Uma Igreja sem crianças não é a Igreja de Jesus


O Natal e o batismo das crianças. Paulo VI e Bento XVI. Agostinho e Damião de Molokai. Um giro de 360 graus em entrevista com o cardeal Godfried Danneels, primaz da Bélgica, prestes a concluir sua longa temporada à frente da arquidiocese de Malines-Bruxelas


Entrevista com o cardeal Godfried Danneels de Gianni Valente


Garoa e venta um pouco em Malines, onde os enfeites e as luzes nas lojas anunciam também o Natal que vem chegando. Para lá do portão do arcebispado reina o costumeiro silêncio laborioso, monástico. É assim, fazendo as coisas de sempre, que o cardeal Godfried Danneels aguarda a festa que – como repete sempre – mais o comove, desde que era criança. Até o seu lema episcopal, extraído de um versículo da carta de Paulo a Tito, vibra com a surpresa ante a manjedoura: Apparuit humanitas Dei nostri. Apareceu a humanidade de nosso Deus. Este ano, além de tudo, será a última vez que ele espera o Natal como arcebispo de Malines-Bruxelas, Mechelen-Brussel na língua flaminga, e primaz da Igreja belga. Nada de balanços, por favor.

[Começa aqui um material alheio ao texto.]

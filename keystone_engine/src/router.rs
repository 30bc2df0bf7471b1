//! Method and path matching for the admin API.
//!
//! A route pattern is a `/`-separated list of segments. A segment that starts with `:` captures exactly one path
//! segment under the name that follows the colon; every other segment must match literally (case-sensitive). There are
//! no wildcards, so a pattern only ever matches paths with the same number of segments.
//!
//! Routes are tried in registration order and the first full match wins. Registering the same method and pattern
//! twice is an error, but overlapping patterns (say `/posts/:id` and `/posts/latest`) are allowed, and then the
//! order of registration decides.

use std::{
    collections::BTreeMap,
    fmt::{self, Display},
    str::FromStr,
};

use log::trace;
use thiserror::Error;

#[derive(Debug, Clone, PartialEq, Eq, Error)]
pub enum RouterError {
    #[error("Route {0} {1} is already registered")]
    DuplicateRoute(RouteMethod, String),
    #[error("Invalid route pattern '{0}'. {1}")]
    InvalidPattern(String, String),
    #[error("Unsupported HTTP method: {0}")]
    UnsupportedMethod(String),
}

//--------------------------------------------   RouteMethod   -------------------------------------------------------
#[derive(Debug, Clone, Copy, PartialEq, Eq, Hash)]
pub enum RouteMethod {
    Get,
    Post,
    Put,
    Patch,
    Delete,
}

impl RouteMethod {
    pub fn as_str(&self) -> &'static str {
        match self {
            Self::Get => "GET",
            Self::Post => "POST",
            Self::Put => "PUT",
            Self::Patch => "PATCH",
            Self::Delete => "DELETE",
        }
    }
}

impl Display for RouteMethod {
    fn fmt(&self, f: &mut fmt::Formatter<'_>) -> fmt::Result {
        f.write_str(self.as_str())
    }
}

impl FromStr for RouteMethod {
    type Err = RouterError;

    fn from_str(s: &str) -> Result<Self, Self::Err> {
        match s {
            "GET" => Ok(Self::Get),
            "POST" => Ok(Self::Post),
            "PUT" => Ok(Self::Put),
            "PATCH" => Ok(Self::Patch),
            "DELETE" => Ok(Self::Delete),
            _ => Err(RouterError::UnsupportedMethod(s.to_string())),
        }
    }
}

//--------------------------------------------   PathParams   --------------------------------------------------------
/// Values captured from the request path, keyed by parameter name. Values are percent-decoded.
#[derive(Debug, Clone, Default, PartialEq, Eq)]
pub struct PathParams(BTreeMap<String, String>);

impl PathParams {
    pub fn get(&self, name: &str) -> Option<&str> {
        self.0.get(name).map(String::as_str)
    }

    pub fn len(&self) -> usize {
        self.0.len()
    }

    pub fn is_empty(&self) -> bool {
        self.0.is_empty()
    }

    pub fn iter(&self) -> impl Iterator<Item = (&str, &str)> {
        self.0.iter().map(|(k, v)| (k.as_str(), v.as_str()))
    }
}

impl<K: Into<String>, V: Into<String>> FromIterator<(K, V)> for PathParams {
    fn from_iter<T: IntoIterator<Item = (K, V)>>(iter: T) -> Self {
        Self(iter.into_iter().map(|(k, v)| (k.into(), v.into())).collect())
    }
}

//--------------------------------------------   RoutePattern   ------------------------------------------------------
#[derive(Debug, Clone, PartialEq, Eq)]
enum Segment {
    Literal(String),
    Capture(String),
}

#[derive(Debug, Clone, PartialEq, Eq)]
pub struct RoutePattern {
    raw: String,
    segments: Vec<Segment>,
}

fn split_path(path: &str) -> impl Iterator<Item = &str> {
    path.strip_prefix('/').unwrap_or(path).split('/')
}

impl RoutePattern {
    pub fn parse(pattern: &str) -> Result<Self, RouterError> {
        let invalid = |reason: &str| RouterError::InvalidPattern(pattern.to_string(), reason.to_string());
        if !pattern.starts_with('/') {
            return Err(invalid("Patterns must start with '/'"));
        }
        let mut segments = Vec::new();
        for segment in split_path(pattern) {
            match segment.strip_prefix(':') {
                Some("") => return Err(invalid("Captured segments need a name")),
                Some(name) => {
                    if segments.iter().any(|s| matches!(s, Segment::Capture(n) if n == name)) {
                        return Err(invalid(&format!("Parameter '{name}' appears more than once")));
                    }
                    segments.push(Segment::Capture(name.to_string()));
                },
                None => segments.push(Segment::Literal(segment.to_string())),
            }
        }
        Ok(Self { raw: pattern.to_string(), segments })
    }

    pub fn as_str(&self) -> &str {
        &self.raw
    }

    pub fn segment_count(&self) -> usize {
        self.segments.len()
    }

    /// Matches `path` against this pattern, returning the captured parameters on success.
    ///
    /// A captured segment that is not valid percent-encoded UTF-8 makes the whole pattern fail to match.
    pub fn matches(&self, path: &str) -> Option<PathParams> {
        let parts = split_path(path).collect::<Vec<_>>();
        if parts.len() != self.segments.len() {
            return None;
        }
        let mut params = BTreeMap::new();
        for (segment, part) in self.segments.iter().zip(parts) {
            match segment {
                Segment::Literal(literal) if literal == part => {},
                Segment::Literal(_) => return None,
                Segment::Capture(name) => {
                    let value = urlencoding::decode(part)
                        .map_err(|e| trace!("Could not decode path segment '{part}' for :{name}. {e}"))
                        .ok()?;
                    params.insert(name.clone(), value.into_owned());
                },
            }
        }
        Some(PathParams(params))
    }
}

impl Display for RoutePattern {
    fn fmt(&self, f: &mut fmt::Formatter<'_>) -> fmt::Result {
        f.write_str(&self.raw)
    }
}

//--------------------------------------------   RouteTable   --------------------------------------------------------
#[derive(Debug, Clone)]
pub struct Route<H> {
    pub method: RouteMethod,
    pub pattern: RoutePattern,
    pub handler: H,
}

/// The result of a successful lookup: the matched route and the parameters captured from the path.
#[derive(Debug)]
pub struct RouteMatch<'a, H> {
    pub route: &'a Route<H>,
    pub params: PathParams,
}

impl<'a, H> RouteMatch<'a, H> {
    pub fn handler(&self) -> &'a H {
        &self.route.handler
    }
}

/// An ordered, immutable-once-built list of routes.
#[derive(Debug, Clone)]
pub struct RouteTable<H> {
    routes: Vec<Route<H>>,
}

impl<H> Default for RouteTable<H> {
    fn default() -> Self {
        Self { routes: Vec::new() }
    }
}

impl<H> RouteTable<H> {
    pub fn new() -> Self {
        Self::default()
    }

    /// Appends a route. Fails if the pattern is invalid or the exact method and pattern are already registered.
    pub fn add(&mut self, method: RouteMethod, pattern: &str, handler: H) -> Result<&mut Self, RouterError> {
        let pattern = RoutePattern::parse(pattern)?;
        if self.routes.iter().any(|r| r.method == method && r.pattern == pattern) {
            return Err(RouterError::DuplicateRoute(method, pattern.raw));
        }
        self.routes.push(Route { method, pattern, handler });
        Ok(self)
    }

    /// Builder-style version of [`RouteTable::add`].
    pub fn route(mut self, method: RouteMethod, pattern: &str, handler: H) -> Result<Self, RouterError> {
        self.add(method, pattern, handler)?;
        Ok(self)
    }

    pub fn len(&self) -> usize {
        self.routes.len()
    }

    pub fn is_empty(&self) -> bool {
        self.routes.is_empty()
    }

    pub fn iter(&self) -> impl Iterator<Item = &Route<H>> {
        self.routes.iter()
    }

    /// Finds the first route that matches `method` and `path`.
    pub fn find(&self, method: RouteMethod, path: &str) -> Option<RouteMatch<'_, H>> {
        self.routes.iter().filter(|r| r.method == method).find_map(|route| {
            let params = route.pattern.matches(path)?;
            trace!("Matched {method} {path} to {}", route.pattern);
            Some(RouteMatch { route, params })
        })
    }

    /// As [`RouteTable::find`], but with the method given as its HTTP name. Unknown methods never match.
    pub fn find_by_name(&self, method: &str, path: &str) -> Option<RouteMatch<'_, H>> {
        let method = method.parse::<RouteMethod>().ok()?;
        self.find(method, path)
    }
}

Mas uma ou outra pergunta sobre como ele vê as coisas, deste ponto particular de seu caminho, nós até podemos fazer.

O cardeal Godfried Danneels, arcebispo de Malines-Bruxelas, Mechelen-Brussel na língua flaminga  [© Gil Fornet/Ciric]

O cardeal Godfried Danneels, arcebispo de Malines-Bruxelas, Mechelen-Brussel na língua flaminga [© Gil Fornet/Ciric]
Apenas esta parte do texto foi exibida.